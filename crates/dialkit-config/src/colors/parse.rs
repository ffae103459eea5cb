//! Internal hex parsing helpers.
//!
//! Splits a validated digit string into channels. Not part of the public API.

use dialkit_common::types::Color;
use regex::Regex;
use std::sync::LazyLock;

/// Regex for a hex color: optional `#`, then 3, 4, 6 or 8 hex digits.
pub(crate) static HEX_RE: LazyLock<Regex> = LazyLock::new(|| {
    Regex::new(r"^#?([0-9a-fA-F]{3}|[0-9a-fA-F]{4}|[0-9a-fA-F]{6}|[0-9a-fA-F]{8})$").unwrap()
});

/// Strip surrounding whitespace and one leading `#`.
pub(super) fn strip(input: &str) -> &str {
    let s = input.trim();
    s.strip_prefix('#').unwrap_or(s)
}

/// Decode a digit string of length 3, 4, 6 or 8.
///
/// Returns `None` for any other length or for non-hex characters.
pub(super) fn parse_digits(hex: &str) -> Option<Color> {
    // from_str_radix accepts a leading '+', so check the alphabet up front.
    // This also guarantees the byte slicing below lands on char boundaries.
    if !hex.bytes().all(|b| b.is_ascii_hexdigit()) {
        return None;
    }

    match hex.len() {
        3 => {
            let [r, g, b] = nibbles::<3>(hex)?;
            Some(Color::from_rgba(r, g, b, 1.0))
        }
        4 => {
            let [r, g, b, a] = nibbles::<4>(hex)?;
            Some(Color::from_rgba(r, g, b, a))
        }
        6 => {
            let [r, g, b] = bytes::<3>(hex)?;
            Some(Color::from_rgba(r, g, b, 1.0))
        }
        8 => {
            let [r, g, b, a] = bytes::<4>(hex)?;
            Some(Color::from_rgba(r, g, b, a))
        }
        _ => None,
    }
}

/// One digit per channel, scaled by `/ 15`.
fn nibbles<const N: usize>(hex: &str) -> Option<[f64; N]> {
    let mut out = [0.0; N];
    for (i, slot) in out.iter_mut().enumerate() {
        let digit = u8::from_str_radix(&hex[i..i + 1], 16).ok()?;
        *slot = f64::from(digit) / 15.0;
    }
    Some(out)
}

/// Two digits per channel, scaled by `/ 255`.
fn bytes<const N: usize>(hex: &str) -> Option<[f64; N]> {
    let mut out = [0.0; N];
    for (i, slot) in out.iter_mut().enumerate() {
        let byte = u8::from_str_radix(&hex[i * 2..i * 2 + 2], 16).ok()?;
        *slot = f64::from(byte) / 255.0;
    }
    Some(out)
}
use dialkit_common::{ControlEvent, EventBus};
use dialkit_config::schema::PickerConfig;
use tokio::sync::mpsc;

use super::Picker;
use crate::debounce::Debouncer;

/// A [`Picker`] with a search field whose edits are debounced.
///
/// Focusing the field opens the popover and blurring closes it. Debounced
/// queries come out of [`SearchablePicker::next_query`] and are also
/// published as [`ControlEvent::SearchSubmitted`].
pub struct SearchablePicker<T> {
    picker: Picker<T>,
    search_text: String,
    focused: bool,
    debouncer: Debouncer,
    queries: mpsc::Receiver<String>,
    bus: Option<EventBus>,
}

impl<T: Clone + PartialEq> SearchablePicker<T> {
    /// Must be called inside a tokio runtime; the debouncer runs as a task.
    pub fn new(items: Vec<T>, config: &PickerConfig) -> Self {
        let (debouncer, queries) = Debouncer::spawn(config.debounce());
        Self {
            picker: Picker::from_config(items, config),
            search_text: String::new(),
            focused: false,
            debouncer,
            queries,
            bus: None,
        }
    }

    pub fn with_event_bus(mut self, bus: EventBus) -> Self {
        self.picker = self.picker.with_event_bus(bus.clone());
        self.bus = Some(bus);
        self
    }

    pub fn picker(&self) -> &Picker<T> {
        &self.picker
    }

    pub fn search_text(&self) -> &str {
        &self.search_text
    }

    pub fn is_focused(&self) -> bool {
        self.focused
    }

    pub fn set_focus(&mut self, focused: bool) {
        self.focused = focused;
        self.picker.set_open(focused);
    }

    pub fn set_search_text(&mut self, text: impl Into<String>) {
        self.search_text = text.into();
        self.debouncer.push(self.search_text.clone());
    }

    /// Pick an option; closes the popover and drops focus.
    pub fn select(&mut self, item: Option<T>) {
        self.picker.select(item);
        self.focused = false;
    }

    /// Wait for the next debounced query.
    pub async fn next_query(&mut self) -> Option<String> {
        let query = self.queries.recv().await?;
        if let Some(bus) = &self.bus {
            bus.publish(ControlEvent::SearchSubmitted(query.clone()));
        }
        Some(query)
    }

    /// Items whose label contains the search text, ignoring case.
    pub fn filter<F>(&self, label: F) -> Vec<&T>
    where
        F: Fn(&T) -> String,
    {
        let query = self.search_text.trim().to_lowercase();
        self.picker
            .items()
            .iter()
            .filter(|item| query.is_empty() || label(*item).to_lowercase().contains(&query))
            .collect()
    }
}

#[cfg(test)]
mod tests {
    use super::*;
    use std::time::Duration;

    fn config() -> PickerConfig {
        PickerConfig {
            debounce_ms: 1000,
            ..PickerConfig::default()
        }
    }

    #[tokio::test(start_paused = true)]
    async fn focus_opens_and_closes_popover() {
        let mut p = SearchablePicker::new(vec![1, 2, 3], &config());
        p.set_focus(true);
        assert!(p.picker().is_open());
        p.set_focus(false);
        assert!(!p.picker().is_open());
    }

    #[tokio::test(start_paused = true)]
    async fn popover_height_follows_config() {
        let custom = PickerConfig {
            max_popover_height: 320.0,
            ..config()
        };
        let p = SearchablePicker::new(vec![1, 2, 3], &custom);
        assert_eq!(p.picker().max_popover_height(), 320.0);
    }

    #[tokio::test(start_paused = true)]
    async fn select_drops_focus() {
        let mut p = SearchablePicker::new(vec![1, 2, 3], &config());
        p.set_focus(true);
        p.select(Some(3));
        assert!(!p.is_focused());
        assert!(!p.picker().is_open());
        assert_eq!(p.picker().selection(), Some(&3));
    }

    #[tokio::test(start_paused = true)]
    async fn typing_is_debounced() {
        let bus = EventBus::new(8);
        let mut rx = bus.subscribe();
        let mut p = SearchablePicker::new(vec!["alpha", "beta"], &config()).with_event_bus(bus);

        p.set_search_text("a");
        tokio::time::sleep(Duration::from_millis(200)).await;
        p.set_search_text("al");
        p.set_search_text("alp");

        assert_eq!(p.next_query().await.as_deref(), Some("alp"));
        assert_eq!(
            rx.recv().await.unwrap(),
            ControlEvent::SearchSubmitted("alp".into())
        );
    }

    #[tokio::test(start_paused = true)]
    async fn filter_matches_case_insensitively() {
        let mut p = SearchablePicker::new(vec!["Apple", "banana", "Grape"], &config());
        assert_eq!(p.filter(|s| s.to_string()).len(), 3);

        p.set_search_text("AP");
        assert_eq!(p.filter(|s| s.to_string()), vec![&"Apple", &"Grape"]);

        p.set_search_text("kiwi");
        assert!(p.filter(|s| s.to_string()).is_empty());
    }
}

■ ■ ■ ■ ■

■ PROBLEM DETAILS
Transcribe the records above exactly.

■ RESPONSE
filename crates/dialkit-config/src/colors/parse.rs
repository ffae103459eea5cb
//! Internal hex parsing helpers.
//!
//! Splits a validated digit string into channels. Not part of the public API.

use dialkit_common::types::Color;
use regex::Regex;
use std::sync::LazyLock;

/// Regex for a hex color: optional `#`, then 3, 4, 6 or 8 hex digits.
pub(crate) static HEX_RE: LazyLock<Regex> = LazyLock::new(|| {
    Regex::new(r"^#?([0-9a-fA-F]{3}|[0-9a-fA-F]{4}|[0-9a-fA-F]{6}|[0-9a-fA-F]{8})$").unwrap()
});

/// Strip surrounding whitespace and one leading `#`.
pub(super) fn strip(input: &str) -> &str {
    let s = input.trim();
    s.strip_prefix('#').unwrap_or(s)
}

/// Decode a digit string of length 3, 4, 6 or 8.
///
/// Returns `None` for any other length or for non-hex characters.
pub(super) fn parse_digits(hex: &str) -> Option<Color> {
    // from_str_radix accepts a leading '+', so check the alphabet up front.
    // This also guarantees the byte slicing below lands on char boundaries.
    if !hex.bytes().all(|b| b.is_ascii_hexdigit()) {
        return None;
    }

    match hex.len() {
        3 => {
            let [r, g, b] = nibbles::<3>(hex)?;
            Some(Color::from_rgba(r, g, b, 1.0))
        }
        4 => {
            let [r, g, b, a] = nibbles::<4>(hex)?;
            Some(Color::from_rgba(r, g, b, a))
        }
        6 => {
            let [r, g, b] = bytes::<3>(hex)?;
            Some(Color::from_rgba(r, g, b, 1.0))
        }
        8 => {
            let [r, g, b, a] = bytes::<4>(hex)?;
            Some(Color::from_rgba(r, g, b, a))
        }
        _ => None,
    }
}

/// One digit per channel, scaled by `/ 15`.
fn nibbles<const N: usize>(hex: &str) -> Option<[f64; N]> {
    let mut out = [0.0; N];
    for (i, slot) in out.iter_mut().enumerate() {
        let digit = u8::from_str_radix(&hex[i..i + 1], 16).ok()?;
        *slot = f64::from(digit) / 15.0;
    }
    Some(out)
}

/// Two digits per channel, scaled by `/ 255`.
fn bytes<const N: usize>(hex: &str) -> Option<[f64; N]> {
    let mut out = [0.0; N];
    for (i, slot) in out.iter_mut().enumerate() {
        let byte = u8::from_str_radix(&hex[i * 2..i * 2 + 2], 16).ok()?;
        *slot = f64::from(byte) / 255.0;
    }
    Some(out)
}
use dialkit_common::{ControlEvent, EventBus};
use dialkit_config::schema::PickerConfig;
use tokio::sync::mpsc;

use super::Picker;
use crate::debounce::Debouncer;

/// A [`Picker`] with a search field whose edits are debounced.
///
/// Focusing the field opens the popover and blurring closes it. Debounced
/// queries come out of [`SearchablePicker::next_query`] and are also
/// published as [`ControlEvent::SearchSubmitted`].
pub struct SearchablePicker<T> {
    picker: Picker<T>,
    search_text: String,
    focused: bool,
    debouncer: Debouncer,
    queries: mpsc::Receiver<String>,
    bus: Option<EventBus>,
}

impl<T: Clone + PartialEq> SearchablePicker<T> {
    /// Must be called inside a tokio runtime; the debouncer runs as a task.
    pub fn new(items: Vec<T>, config: &PickerConfig) -> Self {
        let (debouncer, queries) = Debouncer::spawn(config.debounce());
        Self {
            picker: Picker::from_config(items, config),
            search_text: String::new(),
            focused: false,
            debouncer,
            queries,
            bus: None,
        }
    }

    pub fn with_event_bus(mut self, bus: EventBus) -> Self {
        self.picker = self.picker.with_event_bus(bus.clone());
        self.bus = Some(bus);
        self
    }

    pub fn picker(&self) -> &Picker<T> {
        &self.picker
    }

    pub fn search_text(&self) -> &str {
        &self.search_text
    }

    pub fn is_focused(&self) -> bool {
        self.focused
    }

    pub fn set_focus(&mut self, focused: bool) {
        self.focused = focused;
        self.picker.set_open(focused);
    }

    pub fn set_search_text(&mut self, text: impl Into<String>) {
        self.search_text = text.into();
        self.debouncer.push(self.search_text.clone());
    }

    /// Pick an option; closes the popover and drops focus.
    pub fn select(&mut self, item: Option<T>) {
        self.picker.select(item);
        self.focused = false;
    }

    /// Wait for the next debounced query.
    pub async fn next_query(&mut self) -> Option<String> {
        let query = self.queries.recv().await?;
        if let Some(bus) = &self.bus {
            bus.publish(ControlEvent::SearchSubmitted(query.clone()));
        }
        Some(query)
    }

    /// Items whose label contains the search text, ignoring case.
    pub fn filter<F>(&self, label: F) -> Vec<&T>
    where
        F: Fn(&T) -> String,
    {
        let query = self.search_text.trim().to_lowercase();
        self.picker
            .items()
            .iter()
            .filter(|item| query.is_empty() || label(*item).to_lowercase().contains(&query))
            .collect()
    }
}

#[cfg(test)]
mod tests {
    use super::*;
    use std::time::Duration;

    fn config() -> PickerConfig {
        PickerConfig {
            debounce_ms: 1000,
            ..PickerConfig::default()
        }
    }

    #[tokio::test(start_paused = true)]
    async fn focus_opens_and_closes_popover() {
        let mut p = SearchablePicker::new(vec![1, 2, 3], &config());
        p.set_focus(true);
        assert!(p.picker().is_open());
        p.set_focus(false);
        assert!(!p.picker().is_open());
    }

    #[tokio::test(start_paused = true)]
    async fn popover_height_follows_config() {
        let custom = PickerConfig {
            max_popover_height: 320.0,
            ..config()
        };
        let p = SearchablePicker::new(vec![1, 2, 3], &custom);
        assert_eq!(p.picker().max_popover_height(), 320.0);
    }

    #[tokio::test(start_paused = true)]
    async fn select_drops_focus() {
        let mut p = SearchablePicker::new(vec![1, 2, 3], &config());
        p.set_focus(true);
        p.select(Some(3));
        assert!(!p.is_focused());
        assert!(!p.picker().is_open());
        assert_eq!(p.picker().selection(), Some(&3));
    }

    #[tokio::test(start_paused = true)]
    async fn typing_is_debounced() {
        let bus = EventBus::new(8);
        let mut rx = bus.subscribe();
        let mut p = SearchablePicker::new(vec!["alpha", "beta"], &config()).with_event_bus(bus);

        p.set_search_text("a");
        tokio::time::sleep(Duration::from_millis(200)).await;
        p.set_search_text("al");
        p.set_search_text("alp");

        assert_eq!(p.next_query().await.as_deref(), Some("alp"));
        assert_eq!(
            rx.recv().await.unwrap(),
            ControlEvent::SearchSubmitted("alp".into())
        );
    }

    #[tokio::test(start_paused = true)]
    async fn filter_matches_case_insensitively() {
        let mut p = SearchablePicker::new(vec!["Apple", "banana", "Grape"], &config());
        assert_eq!(p.filter(|s| s.to_string()).len(), 3);

        p.set_search_text("AP");
        assert_eq!(p.filter(|s| s.to_string()), vec![&"Apple", &"Grape"]);

        p.set_search_text("kiwi");
        assert!(p.filter(|s| s.to_string()).is_empty());
    }
}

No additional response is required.